It was shown in Lemma 2 that \(\xi\) is a \(L_p\) Lipschitz function of \(\{r_{i,t}: t\in [1,n_i] \}_{i\in {\mathcal {C}}}\). Under Assumption 2 the rewards \(r_{i,t}\) are sub-Gaussian and hence satisfy (8). The relation (49) then follows from (Kontorovich, 2014, Theorem 1). \(\square\)

After having derived preliminary results, we are now in a position to prove the main result, i.e., Theorem 2.

Proof (Theorem 2)

Consider the normalized and shifted likelihood function \(L_{{\mathcal {C}}}(\cdot )\) as given in (32). Within this proof we let \(x>0\).

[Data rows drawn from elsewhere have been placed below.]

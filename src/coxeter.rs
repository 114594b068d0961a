use std::f64::consts::PI;

use itertools::Itertools;
use tracing::trace;

use crate::ConfigError;

mod roots;
pub use roots::{MinimalRoots, RootSystemOptions};

mod table;
pub use table::ReflectionTable;

/// Marks a pair of mirrors whose product of reflections has infinite order, i.e. the
/// mirrors are parallel or ultraparallel.
pub const INFINITY: u32 = 0;

/// A Coxeter matrix `M` describes a Coxeter group through the orders `m_ij` of the products
/// `s_i s_j` of its generating reflections. It is symmetric, has ones on the diagonal and
/// every off-diagonal entry is either at least 2 or [`INFINITY`].
#[derive(Debug, Clone, PartialEq, Eq, Hash)]
pub struct CoxeterMatrix {
    orders: Vec<Vec<u32>>,
}

impl CoxeterMatrix {
    /// Validates the given rows and wraps them into a matrix.
    pub fn new(orders: Vec<Vec<u32>>) -> Result<Self, ConfigError> {
        let size = orders.len();
        for (row, entries) in orders.iter().enumerate() {
            if entries.len() != size {
                return Err(ConfigError::NotSquare {
                    row,
                    len: entries.len(),
                    size,
                });
            }
        }
        for i in 0..size {
            if orders[i][i] != 1 {
                return Err(ConfigError::Diagonal {
                    index: i,
                    value: orders[i][i],
                });
            }
            for j in (i + 1)..size {
                if orders[i][j] != orders[j][i] {
                    return Err(ConfigError::NotSymmetric { row: i, col: j });
                }
                if orders[i][j] == 1 {
                    return Err(ConfigError::InvalidOrder {
                        row: i,
                        col: j,
                        value: 1,
                    });
                }
            }
        }
        Ok(Self { orders })
    }

    /// Builds the matrix from the upper triangle of a Coxeter diagram, given row by row. For
    /// three generators this is `(m01, m02, m12)`, for four `(m01, m02, m03, m12, m13, m23)`.
    /// An empty diagram describes the group with a single generator.
    ///
    /// ```
    /// use coxeter_automata::coxeter::CoxeterMatrix;
    ///
    /// let m = CoxeterMatrix::from_diagram(&[3, 2, 3]).unwrap();
    /// assert_eq!(m.rank(), 3);
    /// assert_eq!(m.order(2, 1), 3);
    /// ```
    pub fn from_diagram(upper_triangle: &[u32]) -> Result<Self, ConfigError> {
        let len = upper_triangle.len();
        let rank = (1..)
            .find(|n: &usize| n * (n - 1) / 2 >= len)
            .filter(|n| n * (n - 1) / 2 == len)
            .ok_or(ConfigError::DiagramLength(len))?;

        let mut orders = vec![vec![1; rank]; rank];
        let pairs = (0..rank).tuple_combinations::<(usize, usize)>();
        for ((i, j), &m) in pairs.zip(upper_triangle) {
            orders[i][j] = m;
            orders[j][i] = m;
        }
        trace!("coxeter matrix {orders:?} from diagram {upper_triangle:?}");
        Self::new(orders)
    }

    /// Builds the matrix from a diagram whose entries are rational angles: the pair `(p, q)`
    /// stands for two mirrors meeting at angle `π q / p`. Star polytopes share their symmetry
    /// group with a convex one, so only the numerators enter the matrix.
    pub fn from_star_diagram(angles: &[(u32, u32)]) -> Result<Self, ConfigError> {
        let numerators = angles
            .iter()
            .map(|&(numerator, denominator)| {
                if denominator == 0 || (numerator != INFINITY && denominator >= numerator) {
                    Err(ConfigError::InvalidAngle {
                        numerator,
                        denominator,
                    })
                } else {
                    Ok(numerator)
                }
            })
            .collect::<Result<Vec<_>, _>>()?;
        Self::from_diagram(&numerators)
    }

    /// The number of generators.
    pub fn rank(&self) -> usize {
        self.orders.len()
    }

    /// The order of `s_i s_j`, which is [`INFINITY`] if it is not finite.
    pub fn order(&self, i: usize, j: usize) -> u32 {
        self.orders[i][j]
    }

    /// The rows of the matrix.
    pub fn rows(&self) -> &[Vec<u32>] {
        &self.orders
    }

    /// The symmetric bilinear form on the simple roots, `B(α_i, α_j) = -cos(π / m_ij)`,
    /// which is `-1` for parallel mirrors.
    pub fn bilinear_form(&self, i: usize, j: usize) -> f64 {
        match self.orders[i][j] {
            1 => 1.0,
            INFINITY => -1.0,
            m => -(PI / m as f64).cos(),
        }
    }
}

#[cfg(test)]
mod tests {
    use super::{CoxeterMatrix, INFINITY};
    use crate::ConfigError;

    #[test]
    fn diagram_fills_symmetric_matrix() {
        let m = CoxeterMatrix::from_diagram(&[4, 2, 3]).unwrap();
        assert_eq!(
            m.rows(),
            &[vec![1, 4, 2], vec![4, 1, 3], vec![2, 3, 1]][..]
        );

        let m = CoxeterMatrix::from_diagram(&[3, 2, 2, 3, 2, 3]).unwrap();
        assert_eq!(m.rank(), 4);
        assert_eq!(m.order(3, 2), 3);
        assert_eq!(m.order(0, 3), 2);

        assert_eq!(CoxeterMatrix::from_diagram(&[]).unwrap().rank(), 1);
        assert_eq!(CoxeterMatrix::from_diagram(&[INFINITY]).unwrap().rank(), 2);
    }

    #[test]
    fn malformed_matrices_are_rejected() {
        assert_eq!(
            CoxeterMatrix::from_diagram(&[3, 3]),
            Err(ConfigError::DiagramLength(2))
        );
        assert_eq!(
            CoxeterMatrix::new(vec![vec![1, 3], vec![2, 1]]),
            Err(ConfigError::NotSymmetric { row: 0, col: 1 })
        );
        assert_eq!(
            CoxeterMatrix::new(vec![vec![1, 3], vec![3]]),
            Err(ConfigError::NotSquare {
                row: 1,
                len: 1,
                size: 2
            })
        );
        assert_eq!(
            CoxeterMatrix::new(vec![vec![2]]),
            Err(ConfigError::Diagonal { index: 0, value: 2 })
        );
        assert!(matches!(
            CoxeterMatrix::from_diagram(&[1, 2, 3]),
            Err(ConfigError::InvalidOrder { value: 1, .. })
        ));
    }

    #[test]
    fn star_diagram_keeps_numerators() {
        let star = CoxeterMatrix::from_star_diagram(&[(3, 1), (2, 1), (5, 2)]).unwrap();
        assert_eq!(star, CoxeterMatrix::from_diagram(&[3, 2, 5]).unwrap());
        assert!(CoxeterMatrix::from_star_diagram(&[(3, 0), (2, 1), (3, 1)]).is_err());
        assert!(CoxeterMatrix::from_star_diagram(&[(3, 4), (2, 1), (3, 1)]).is_err());
    }

    #[test]
    fn bilinear_form_values() {
        let m = CoxeterMatrix::from_diagram(&[INFINITY, 2, 3]).unwrap();
        assert_eq!(m.bilinear_form(1, 1), 1.0);
        assert_eq!(m.bilinear_form(0, 1), -1.0);
        assert!(m.bilinear_form(0, 2).abs() < 1e-12);
        assert!((m.bilinear_form(1, 2) + 0.5).abs() < 1e-12);
    }
}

We obtain the following after using the results of Lemmas 3 and 4,

$$\begin{aligned} {\mathbb {P}}\left( \sup _{\theta \in \varTheta } \Bigg | L_{{\mathcal {C}}}(\theta ) -\frac{D( \theta ^{\star }_{{\mathcal {C}}} || \theta ) }{n} \Bigg | \ge \frac{B_1}{\sqrt{n}} + x \right) \le \exp \left( -\frac{n x^{2}}{2 L^2_p \sigma ^2} \right) , \end{aligned}$$
(50)

where \(B_1 = L_f \cdot \text {diam}(\varTheta ) \sqrt{\pi }\), \(x>0\), and \(L_f\) is as in (9). Thus, we have the following on a set that has a probability greater than \(\exp \left( -\frac{n x^{2}}{2\,L^2_p \sigma ^2} \right)\),

$$\begin{aligned} \Bigg | L(\theta ^{\star }) -\frac{D( \theta ^{\star }|| \theta ^{\star }) }{n} \Bigg |&\le \frac{B_1}{\sqrt{n}} + x,\end{aligned}$$
(51)
$$\begin{aligned} \Bigg | L({\hat{\theta }}(n)) -\frac{D( \theta ^{\star }|| {\hat{\theta }}(n)) }{n} \Bigg |&\le \frac{B_1}{\sqrt{n}} + x. \end{aligned}$$
(52)

The above yields us

$$\begin{aligned} L(\theta ^{\star })&\le \frac{B_1}{\sqrt{n}} + x, \end{aligned}$$
(53)
$$\begin{aligned} \text { and } L({\hat{\theta }}(n))&\ge \frac{D( \theta ^{\star }|| {\hat{\theta }}(n)) }{n} - \left( \frac{B_1}{\sqrt{n}} + x\right) . \end{aligned}$$
(54)

Moreover, since \({\hat{\theta }}(n)\) minimizes the loss function, we also have

$$\begin{aligned} L({\hat{\theta }}(n)) \le L(\theta ^{\star }). \end{aligned}$$

After substituting (53) and (54) into the above inequality, we obtain the following,

$$\begin{aligned} \frac{D( \theta ^{\star }|| {\hat{\theta }}(n)) }{n} \le 2\left( \frac{B_1}{\sqrt{n}} + x\right) . \end{aligned}$$

This proves that the estimate \({\hat{\theta }}_{{\mathcal {C}}}(n)\) satisfies the following

$$\begin{aligned} {\mathbb {P}}\left( \frac{D( \theta ^{\star }_{{\mathcal {C}}} || {\hat{\theta }}_{{\mathcal {C}}}(n) )}{n} > 2\left( \frac{B_1}{\sqrt{n}} + x \right) \right) \le \exp \left( -\frac{n x^{2}}{2 L^2_p \sigma ^2} \right) , \end{aligned}$$
(55)

where \(x>0\). To see (34), note that under Assumption 1 we have

$$\begin{aligned} D(\theta ^{\star }|| {\hat{\theta }})\ge \left( \min _{j\in {\mathcal {C}}} \ell b_{(j,i)} \right) KL_i(\theta ^{\star }|| {\hat{\theta }}). \end{aligned}$$

 (34) then follows by substituting this inequality into (55).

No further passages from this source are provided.